You possibly can derive mannequin efficiency and ML operations controls with Amazon SageMaker AI options reminiscent of Amazon SageMaker Pipelines, Amazon SageMaker Debugger, or container logs. The mannequin is deployed in an AWS safe surroundings and beneath your digital personal cloud (VPC) controls, serving to to help knowledge safety.

As like Bedrock Marketpalce, you need to use the ApplyGuardrail API within the SageMaker JumpStart to decouple safeguards to your generative AI purposes from the DeepSeek-R1 mannequin. Now you can use guardrails with out invoking FMs, which opens the door to extra integration of standardized and completely examined enterprise safeguards to your software movement whatever the fashions used.

Seek advice from this step-by-step information on deploy the DeepSeek-R1 mannequin in Amazon SageMaker JumpStart. To study extra, go to Uncover SageMaker JumpStart fashions in SageMaker Unified Studio or Deploy SageMaker JumpStart fashions in SageMaker Studio.

3. DeepSeek-R1-Distill fashions utilizing Amazon Bedrock Customized Mannequin Import
Amazon Bedrock Customized Mannequin Import offers the power to import and use your custom-made fashions alongside current FMs via a single serverless, unified API with out the necessity to handle underlying infrastructure. With Amazon Bedrock Customized Mannequin Import, you possibly can import DeepSeek-R1-Distill fashions starting from 1.5–70 billion parameters. As I highlighted in my weblog publish about Amazon Bedrock Mannequin Distillation, the distillation course of includes coaching smaller, extra environment friendly fashions to imitate the conduct and reasoning patterns of the bigger DeepSeek-R1 mannequin with 671 billion parameters by utilizing it as a trainer mannequin.

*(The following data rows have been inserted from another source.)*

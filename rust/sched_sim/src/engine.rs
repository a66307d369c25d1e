// Copyright (c) Meta Platforms, Inc. and affiliates.

// This software may be used and distributed according to the terms of the
// GNU General Public License version 2.

//! Event-driven simulation engine.
//!
//! The engine owns a `Sched` and plays the machine around it: it keeps
//! the event queue and the simulated clock, ticks every online CPU, runs
//! each task's script while the core has it on a CPU, and delivers the
//! IPIs and timers the core asks for.

use std::cmp::Reverse;
use std::collections::{BinaryHeap, HashMap};
use std::sync::Arc;

use anyhow::{Context, Result};
use parking_lot::Mutex;
use rand::rngs::SmallRng;
use rand::{Rng, SeedableRng};
use tracing::{debug, info, warn};

use sched_core::{
    CpuId, Cpumask, GroupId, InvariantMonitor, Monitor, Pid, Sched, SchedConfig, SchedError, SchedEvent, Task,
    TaskState, TimeNs,
};

use crate::fmt::set_sim_clock;
use crate::scenario::{Action, Phase, RepeatMode, Scenario, TaskBehavior};
use crate::trace::{Trace, TraceKind};

/// Rounds of IPI delivery and preemption allowed at one instant before
/// the engine gives up on the machine settling.
const MAX_SETTLE_ROUNDS: usize = 64;

#[derive(Debug, Clone, PartialEq, Eq)]
struct Event {
    time_ns: TimeNs,
    /// Tiebreaker for events at the same time, in insertion order.
    seq: u64,
    kind: EventKind,
}

impl Ord for Event {
    fn cmp(&self, other: &Self) -> std::cmp::Ordering {
        self.time_ns.cmp(&other.time_ns).then_with(|| self.seq.cmp(&other.seq))
    }
}

impl PartialOrd for Event {
    fn partial_cmp(&self, other: &Self) -> Option<std::cmp::Ordering> {
        Some(self.cmp(other))
    }
}

#[derive(Debug, Clone, PartialEq, Eq)]
enum EventKind {
    Spawn(usize),
    Tick(CpuId),
    /// The current phase of whatever runs on `cpu` is done, unless `token`
    /// went stale because the CPU switched since.
    PhaseDone { cpu: CpuId, token: u64 },
    /// A timed sleep ends, unless the task was woken early.
    WakeTimer { task: usize, token: u64 },
    CoreTimer,
    Action(usize),
}

impl EventKind {
    fn cpu(&self) -> Option<CpuId> {
        match self {
            EventKind::Tick(cpu) | EventKind::PhaseDone { cpu, .. } => Some(*cpu),
            _ => None,
        }
    }
}

struct SimTask {
    pid: Option<Pid>,
    /// Index of the next phase to start.
    phase_idx: usize,
    /// Passes over the phase list completed.
    passes: u32,
    /// Run time left in the current phase.
    remaining: TimeNs,
    sleep_token: u64,
    exited: bool,
}

impl SimTask {
    fn next_phase(&mut self, behavior: &TaskBehavior) -> Option<Phase> {
        if self.phase_idx >= behavior.phases.len() {
            self.passes += 1;
            let again = match behavior.repeat {
                RepeatMode::Once => false,
                RepeatMode::Count(n) => self.passes < n,
                RepeatMode::Forever => true,
            };
            if !again || behavior.phases.is_empty() {
                return None;
            }
            self.phase_idx = 0;
        }
        let phase = behavior.phases[self.phase_idx].clone();
        self.phase_idx += 1;
        Some(phase)
    }
}

#[derive(Default)]
struct SimCpu {
    running: Option<usize>,
    since: TimeNs,
    token: u64,
    tick_base: TimeNs,
}

/// Forwards hook calls to the invariant checker and keeps the final runtime of
/// tasks the core releases.
struct SimMonitor {
    exits: Arc<Mutex<Vec<(Pid, TimeNs)>>>,
    invariants: Option<InvariantMonitor>,
}

impl Monitor for SimMonitor {
    fn after_tick(&mut self, s: &Sched, cpu: CpuId) {
        if let Some(m) = &mut self.invariants {
            m.after_tick(s, cpu);
        }
    }

    fn after_pick(&mut self, s: &Sched, cpu: CpuId) {
        if let Some(m) = &mut self.invariants {
            m.after_pick(s, cpu);
        }
    }

    fn migrating(&mut self, s: &Sched, pid: Pid) {
        if let Some(m) = &mut self.invariants {
            m.migrating(s, pid);
        }
    }

    fn after_balance(&mut self, s: &Sched, cpu: CpuId) {
        if let Some(m) = &mut self.invariants {
            m.after_balance(s, cpu);
        }
    }

    fn task_exited(&mut self, task: &Task) {
        self.exits.lock().push((task.pid, task.se.sum_exec_runtime));
    }
}

pub struct Simulator {
    scenario: Scenario,
    sched: Sched,
    now: TimeNs,
    seq: u64,
    queue: BinaryHeap<Reverse<Event>>,
    tasks: Vec<SimTask>,
    masks: Vec<Option<Cpumask>>,
    by_pid: HashMap<Pid, usize>,
    by_name: HashMap<String, usize>,
    groups: HashMap<String, GroupId>,
    cpus: Vec<SimCpu>,
    armed_timer: Option<TimeNs>,
    tick_ns: TimeNs,
    rng: SmallRng,
    trace: Trace,
    exits: Arc<Mutex<Vec<(Pid, TimeNs)>>>,
    violations: Option<Arc<Mutex<Vec<String>>>>,
    started: bool,
}
// Copyright (c) Meta Platforms, Inc. and affiliates.

// This software may be used and distributed according to the terms of the
// GNU General Public License version 2.

use std::collections::HashSet;

use sched_core::CpuIdleType;
use sched_sim::*;

mod common;
use common::{MS, US};

/// One short pinned task per CPU, so every CPU has run something and
/// goes tickless once it exits.
fn settle_all(mut b: scenario::ScenarioBuilder, nr_cpus: usize) -> scenario::ScenarioBuilder {
    for c in 0..nr_cpus {
        b = b.task(TaskDef::new(&format!("s{c}"), TaskBehavior::once(vec![Phase::Run(500 * US)])).cpus(&c.to_string()));
    }
    b
}

#[test]
fn test_idle_cpus_stop_their_tick() {
    let _lock = common::setup_test();
    let scenario = settle_all(Scenario::builder().cpus(4).hz(1000), 4)
        .check_invariants(true)
        .duration_ms(20)
        .build();
    let mut sim = Simulator::new(scenario).unwrap();
    sim.run_until(5 * MS);

    let s = sim.sched();
    for c in 0..4 {
        assert!(s.rq(CpuId(c)).nohz.tick_stopped, "cpu{c} still ticking");
    }
    assert_eq!(s.nohz.nr_cpus, 4);
    assert_eq!(s.nohz.idle_cpus.weight(), 4);
    let tick_cpu = s.tick_cpu();

    let trace = sim.run();
    assert!(trace.violations().is_empty(), "{:#?}", trace.violations());
    let ticking: HashSet<CpuId> = trace
        .events()
        .iter()
        .filter(|e| e.time_ns > 5 * MS && matches!(e.kind, TraceKind::Tick { .. }))
        .map(|e| e.cpu)
        .collect();
    // The timekeeper keeps its tick even when idle.
    assert_eq!(ticking, HashSet::from([tick_cpu]));
}

/// With every CPU tickless, a single wakeup interrupts only the CPU it
/// lands on and does not drag an idle balancer along.
#[test]
fn test_first_wakeup_on_tickless_machine() {
    let _lock = common::setup_test();
    let scenario = settle_all(Scenario::builder().cpus(4).hz(1000), 4)
        .task(TaskDef::new(
            "w",
            TaskBehavior::once(vec![Phase::Run(200 * US), Phase::Sleep(10 * MS), Phase::Run(2 * MS)]),
        ))
        .check_invariants(true)
        .duration_ms(30)
        .build();
    let tick_ns = scenario.tunables.tick_ns();
    let mut sim = Simulator::new(scenario).unwrap();
    sim.run_until(5 * MS);
    assert_eq!(sim.sched().nohz.nr_cpus, 4);
    let w = sim.pid("w").unwrap();

    let trace = sim.run();
    assert!(trace.violations().is_empty(), "{:#?}", trace.violations());
    let wakes: Vec<_> = trace
        .events()
        .iter()
        .filter(|e| e.time_ns > 5 * MS && matches!(e.kind, TraceKind::Woken { pid } if pid == w))
        .collect();
    assert_eq!(wakes.len(), 1);
    let (t_w, target) = (wakes[0].time_ns, wakes[0].cpu);

    for (_, cpu, ipi) in trace.ipis_between(t_w, t_w + 1) {
        assert_eq!(cpu, target, "wakeup interrupted cpu{} with {ipi:?}", cpu.0);
        assert_ne!(ipi, Ipi::NohzKick);
    }
    // A lone runner may only ask for a blocked-load refresh.
    let kicks = trace
        .ipis_between(t_w, t_w + 2 * MS + tick_ns)
        .into_iter()
        .filter(|(_, _, ipi)| *ipi == Ipi::NohzKick)
        .count();
    assert!(kicks <= 1, "{kicks} idle balancer kicks for one runner");
    assert!(trace.runtime_between(w, t_w, t_w + 3 * MS) >= 2 * MS - tick_ns);
}

/// A busy CPU with queued work kicks a tickless CPU, which balances on
/// behalf of the others and spreads the hogs.
#[test]
fn test_idle_balancer_spreads_work() {
    let _lock = common::setup_test();
    let mut b = settle_all(Scenario::builder().cpus(4).hz(1000), 4);
    for i in 0..4 {
        let name = format!("h{i}");
        b = b
            .task(TaskDef::new(&name, TaskBehavior::spin()).cpus("0").start_at(5 * MS))
            .set_affinity_at(5 * MS + 500 * US, &name, "0-3");
    }
    let scenario = b.check_invariants(true).duration_ms(60).build();
    let mut sim = Simulator::new(scenario).unwrap();
    sim.run_until(5 * MS + 1);
    assert_eq!(sim.sched().rq(CpuId(0)).nr_running, 4);
    let hogs: Vec<Pid> = (0..4).map(|i| sim.pid(&format!("h{i}")).unwrap()).collect();

    let trace = sim.run();
    assert!(trace.violations().is_empty(), "{:#?}", trace.violations());
    assert!(trace
        .ipis_between(6 * MS, 60 * MS)
        .iter()
        .any(|(_, cpu, ipi)| *ipi == Ipi::NohzKick && *cpu != CpuId(0)));
    assert!(trace.events().iter().any(|e| e.time_ns >= 6 * MS
        && e.cpu != CpuId(0)
        && matches!(e.kind, TraceKind::Balanced { src, moved, idle: CpuIdleType::Idle } if src == CpuId(0) && moved > 0)));

    let used: HashSet<CpuId> = hogs
        .iter()
        .flat_map(|&p| trace.intervals(p))
        .filter(|&(_, _, end)| end > 6 * MS)
        .map(|(cpu, _, _)| cpu)
        .collect();
    assert!(used.len() >= 3, "hogs only ran on {used:?}");
}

After storing these publicly out there fashions in an Amazon Easy Storage Service (Amazon S3) bucket or an Amazon SageMaker Mannequin Registry, go to Imported fashions beneath Basis fashions within the Amazon Bedrock console and import and deploy them in a totally managed and serverless surroundings via Amazon Bedrock. This serverless method eliminates the necessity for infrastructure administration whereas offering enterprise-grade safety and scalability.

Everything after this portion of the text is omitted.